EXERCISE. Count how many lines of the data include the string "OfflineConfig", then say that number and stop.
————
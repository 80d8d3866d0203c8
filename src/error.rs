use thiserror::Error;

pub type Result<T> = std::result::Result<T, LensError>;

#[derive(Debug, Error)]
pub enum LensError {
    #[error("IO error: {0}")]
    Io(#[from] std::io::Error),

    #[error("JSON error: {0}")]
    Json(#[from] serde_json::Error),

    #[error("Engine error: {0}")]
    Engine(#[from] crate::remote::EngineError),

    #[error("{0}")]
    Validation(#[from] ValidationError),

    #[error("{0}")]
    Dispatch(#[from] DispatchError),

    #[error("Script error on line {line}: {message}")]
    Script { line: usize, message: String },

    #[error("Error: {0}")]
    Generic(String),
}

impl From<String> for LensError {
    fn from(error: String) -> Self {
        LensError::Generic(error)
    }
}

impl From<&str> for LensError {
    fn from(error: &str) -> Self {
        LensError::Generic(error.to_string())
    }
}

/// Client-side rejections raised before anything is sent to the engine.
///
/// The messages are the one-line status texts shown to the user.
#[derive(Debug, Clone, PartialEq, Error)]
pub enum ValidationError {
    #[error("Select some file first!")]
    NoSelection,

    #[error("'{0}' is not a file")]
    NotAFile(String),

    #[error("'{0}' is not a directory")]
    NotADirectory(String),

    #[error("Internal path is empty")]
    EmptyInternalPath,

    #[error("Internal path must contain \".\" in its base name: {0}")]
    MissingExtension(String),

    #[error("'{0}' already exists in the archive")]
    TargetExists(String),

    #[error("Path to source file is empty")]
    EmptySourcePath,

    #[error("New name is empty")]
    EmptyNewName,

    #[error("'{0}' does not exist in the archive")]
    NotFound(String),

    #[error("Select some file to compare first!")]
    NothingToCompare,

    #[error("Search query is empty!")]
    EmptyQuery,

    #[error("No content in editor!")]
    EmptyBuffer,

    #[error("Text size: {size_mb:.2} MB exceeds the limit: {limit_mb} MB!")]
    BufferTooLarge { size_mb: f64, limit_mb: usize },
}

impl ValidationError {
    pub fn buffer_too_large(size: usize, limit: usize) -> Self {
        ValidationError::BufferTooLarge {
            size_mb: size as f64 / 1024.0 / 1024.0,
            limit_mb: limit / 1024 / 1024,
        }
    }
}

#[derive(Debug, Clone, PartialEq, Error)]
pub enum DispatchError {
    #[error("{0}")]
    Validation(#[from] ValidationError),

    #[error("Another operation is still in progress")]
    Busy,

    #[error("Request worker is not running")]
    ChannelClosed,
}

#[cfg(test)]
mod tests {
    use super::*;

    #[test]
    fn test_validation_messages_are_status_lines() {
        assert_eq!(ValidationError::NoSelection.to_string(), "Select some file first!");
        assert_eq!(ValidationError::EmptyBuffer.to_string(), "No content in editor!");
        assert_eq!(
            ValidationError::buffer_too_large(3 * 1024 * 1024, 2 * 1024 * 1024).to_string(),
            "Text size: 3.00 MB exceeds the limit: 2 MB!"
        );
    }

    #[test]
    fn test_dispatch_error_wraps_validation() {
        let err: DispatchError = ValidationError::EmptyNewName.into();
        assert_eq!(err.to_string(), "New name is empty");

        let lens: LensError = err.into();
        assert!(matches!(lens, LensError::Dispatch(DispatchError::Validation(_))));
    }
}
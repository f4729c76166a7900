use serde_derive::{Deserialize, Serialize};

/// Static description of one tracked sequence
#[derive(Serialize, Deserialize, Debug, Clone, Default, PartialEq)]
pub struct SeqInfo {
    pub dataset_name: String,
    pub seq_name: String,
    #[serde(default)]
    pub seq_length: Option<usize>,
}

impl SeqInfo {
    pub fn new(dataset_name: &str, seq_name: &str) -> Self {
        Self {
            dataset_name: dataset_name.to_string(),
            seq_name: seq_name.to_string(),
            ..Default::default()
        }
    }

    /// MOT16 and MOT17 ground truth carries a consider flag and an object
    /// class, and only considered pedestrians are scored
    #[inline]
    pub fn is_mot_challenge(&self) -> bool {
        matches!(self.dataset_name.as_str(), "MOT16" | "MOT17")
    }
}
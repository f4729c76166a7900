use serde_derive::{Deserialize, Serialize};
use std::fmt;
use std::path::Path;

use crate::error::Error;
use crate::metrics::LossKind;

#[derive(Serialize, Deserialize, Debug, Copy, Clone, PartialEq, Eq)]
#[serde(rename_all = "lowercase")]
pub enum DetectorKind {
    Fixed,
}

#[derive(Serialize, Deserialize, Debug, Clone, PartialEq)]
pub struct DetectorConfig {
    #[serde(rename = "type")]
    pub kind: DetectorKind,
    pub duration: u32,
}

#[derive(Serialize, Deserialize, Debug, Copy, Clone, PartialEq, Eq)]
#[serde(rename_all = "lowercase")]
pub enum MatchingMethod {
    Anchor,
    Kmeans,
}

fn default_iou_threshold() -> f32 {
    0.3
}

fn default_max_iter() -> usize {
    10
}

#[derive(Serialize, Deserialize, Debug, Clone, PartialEq)]
pub struct MatchingConfig {
    pub method: MatchingMethod,
    #[serde(default = "default_iou_threshold")]
    pub iou_threshold: f32,
    #[serde(default = "default_max_iter")]
    pub max_iter: usize,
}

impl MatchingConfig {
    pub fn new(method: MatchingMethod) -> Self {
        Self {
            method,
            iou_threshold: default_iou_threshold(),
            max_iter: default_max_iter(),
        }
    }
}

#[derive(Serialize, Deserialize, Debug, Clone, Default, PartialEq)]
pub struct OfflineConfig {
    #[serde(default)]
    pub use_gt: bool,
    #[serde(default)]
    pub reset: bool,
    /// Drop the cycle window on anchors that got no feedback
    #[serde(default)]
    pub reset_on_miss: bool,
}

#[derive(Serialize, Deserialize, Debug, Clone, Default, PartialEq)]
pub struct LossConfig {
    #[serde(rename = "type", default)]
    pub kind: LossKind,
    #[serde(default)]
    pub delayed: bool,
    #[serde(default)]
    pub norm: bool,
}

/// Top-level configuration of a `MetaTracker`
#[derive(Serialize, Deserialize, Debug, Clone, PartialEq)]
pub struct Config {
    pub detector: DetectorConfig,
    pub matching: MatchingConfig,
    #[serde(default)]
    pub offline: OfflineConfig,
    #[serde(default)]
    pub loss: LossConfig,
    pub experts: Vec<String>,
    #[serde(default)]
    pub seed: Option<u64>,
}

impl Config {
    pub fn from_json_str(src: &str) -> Result<Self, Error> {
        let config: Config =
            serde_json::from_str(src).map_err(|e| Error::Config(e.to_string()))?;
        config.validate()?;

        Ok(config)
    }

    pub fn from_json_file<P: AsRef<Path>>(path: P) -> Result<Self, Error> {
        let src = std::fs::read_to_string(path)?;

        Self::from_json_str(&src)
    }

    #[inline]
    pub fn n_experts(&self) -> usize {
        self.experts.len()
    }

    pub fn validate(&self) -> Result<(), Error> {
        if self.experts.is_empty() {
            return Err(Error::Config("at least one expert is required".into()));
        }

        if self.detector.kind == DetectorKind::Fixed && self.detector.duration == 0 {
            return Err(Error::Config("fixed detector duration must be positive".into()));
        }

        let thr = self.matching.iou_threshold;
        if !(thr > 0.0 && thr <= 1.0) {
            return Err(Error::Config(format!(
                "matching iou_threshold must be in (0, 1], got {}",
                thr
            )));
        }

        if self.matching.max_iter == 0 {
            return Err(Error::Config("matching max_iter must be positive".into()));
        }

        Ok(())
    }
}

impl fmt::Display for Config {
    fn fmt(&self, f: &mut fmt::Formatter<'_>) -> fmt::Result {
        write!(
            f,
            "{:?}, {:?}({}), gt={} reset={}, {:?} delayed={} norm={}",
            self.matching.method,
            self.detector.kind,
            self.detector.duration,
            self.offline.use_gt,
            self.offline.reset,
            self.loss.kind,
            self.loss.delayed,
            self.loss.norm,
        )
    }
}
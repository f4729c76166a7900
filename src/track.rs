use serde_derive::{Deserialize, Serialize};

use crate::bbox::{BBox, Ltwh};

/// One labeled box of one expert for one frame. The `track_id` is local to
/// the expert that produced it until it passes through an `IdMatcher`.
#[derive(Serialize, Deserialize, Debug, Clone, Copy, PartialEq)]
pub struct LabeledBox {
    pub track_id: i32,
    pub bbox: BBox<Ltwh>,
}

impl LabeledBox {
    #[inline]
    pub fn new(track_id: i32, x: f32, y: f32, w: f32, h: f32) -> Self {
        Self {
            track_id,
            bbox: BBox::ltwh(x, y, w, h),
        }
    }

    #[inline]
    pub fn with_id(&self, track_id: i32) -> Self {
        Self {
            track_id,
            bbox: self.bbox,
        }
    }
}

/// First duplicated track id in `boxes`, if any
pub fn find_duplicate(boxes: &[LabeledBox]) -> Option<i32> {
    let mut seen = std::collections::HashSet::with_capacity(boxes.len());

    boxes
        .iter()
        .map(|b| b.track_id)
        .find(|id| !seen.insert(*id))
}
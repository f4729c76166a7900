pub mod anchor;
pub mod assignment;
pub mod bbox;
pub mod config;
pub mod detection;
pub mod error;
pub mod expert;
pub mod feedback;
pub mod learner;
pub mod matcher;
pub mod math;
pub mod meta;
pub mod metrics;
pub mod mot;
pub mod sequence;
pub mod trajectory;

mod track;

pub use anchor::{AnchorDetector, FixedDetector};
pub use config::Config;
pub use detection::Detection;
pub use error::Error;
pub use expert::{Expert, ReplayExpert};
pub use feedback::{FeedbackError, OfflineTracker, ReplayFeedback};
pub use learner::WaaDelayed;
pub use matcher::IdMatcher;
pub use meta::{MetaTracker, TrackOutput};
pub use metrics::{ClearMotScorer, LossKind, LossScorer};
pub use sequence::SeqInfo;
pub use track::{find_duplicate, LabeledBox};
pub use trajectory::{Trajectory, TrajectoryRow};
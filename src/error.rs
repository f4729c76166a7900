use thiserror::Error;

#[derive(Debug, Error)]
pub enum Error {
    #[error("Config Error: {0}")]
    Config(String),

    #[error("IO Error: {0}")]
    Io(#[from] std::io::Error),

    #[error("Parse Error at line {line}: {reason}")]
    Parse { line: usize, reason: String },

    #[error("Expected results from {expected} experts, got {got}")]
    ExpertCount { expected: usize, got: usize },

    #[error("Duplicated ID {id} in frame {frame}")]
    DuplicateId { frame: usize, id: i32 },

    #[error("Loss of expert {expert} is not finite: {loss}")]
    InvalidLoss { expert: usize, loss: f64 },

    #[error("Sampling Error: {0}")]
    Sampling(#[from] rand::distributions::WeightedError),
}
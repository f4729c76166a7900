use serde_derive::{Deserialize, Serialize};

/// Contains (left,top) corner and (width,height) of bbox, in image pixels
#[derive(Serialize, Deserialize, Debug, Clone, Copy, PartialEq)]
pub struct Detection {
    pub frame: u32,
    #[serde(rename = "c")]
    pub class: i32,
    pub x: f32,
    pub y: f32,
    pub w: f32,
    pub h: f32,
    #[serde(rename = "p")]
    pub confidence: f32,
}
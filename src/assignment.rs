use munkres::{solve_assignment, WeightMatrix};

use crate::bbox::{BBox, Ltwh};

const PADDING_COST: f64 = 100000.0;

/// Hungarian assignment over an arbitrary `rows x cols` score table.
///
/// `score(r, c)` is maximised. Returned pairs `(row, col, score)` all have
/// `score >= threshold`.
pub fn assign_by<F>(rows: usize, cols: usize, threshold: f64, score: F) -> Vec<(usize, usize, f64)>
where
    F: Fn(usize, usize) -> f64,
{
    if rows == 0 || cols == 0 {
        return Vec::new();
    }

    let n = rows.max(cols);
    let mut mat = WeightMatrix::from_fn(n, |(r, c)| {
        if r < rows && c < cols {
            1.0 - score(r, c)
        } else {
            PADDING_COST
        }
    });

    match solve_assignment(&mut mat) {
        Ok(inner) => inner
            .into_iter()
            .filter(|p| p.row < rows && p.column < cols)
            .map(|p| (p.row, p.column, score(p.row, p.column)))
            .filter(|&(_, _, s)| s >= threshold)
            .collect(),
        Err(_) => {
            tracing::warn!(rows, cols, "assignment could not be solved");
            Vec::new()
        }
    }
}

/// IoU-maximising assignment between two box sets
pub fn assign_iou(
    rows: &[BBox<Ltwh>],
    cols: &[BBox<Ltwh>],
    threshold: f32,
) -> Vec<(usize, usize, f32)> {
    assign_by(rows.len(), cols.len(), threshold as f64, |r, c| {
        rows[r].iou(&cols[c]) as f64
    })
    .into_iter()
    .map(|(r, c, s)| (r, c, s as f32))
    .collect()
}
————
ANSWER FOR THIS EXERCISE. 2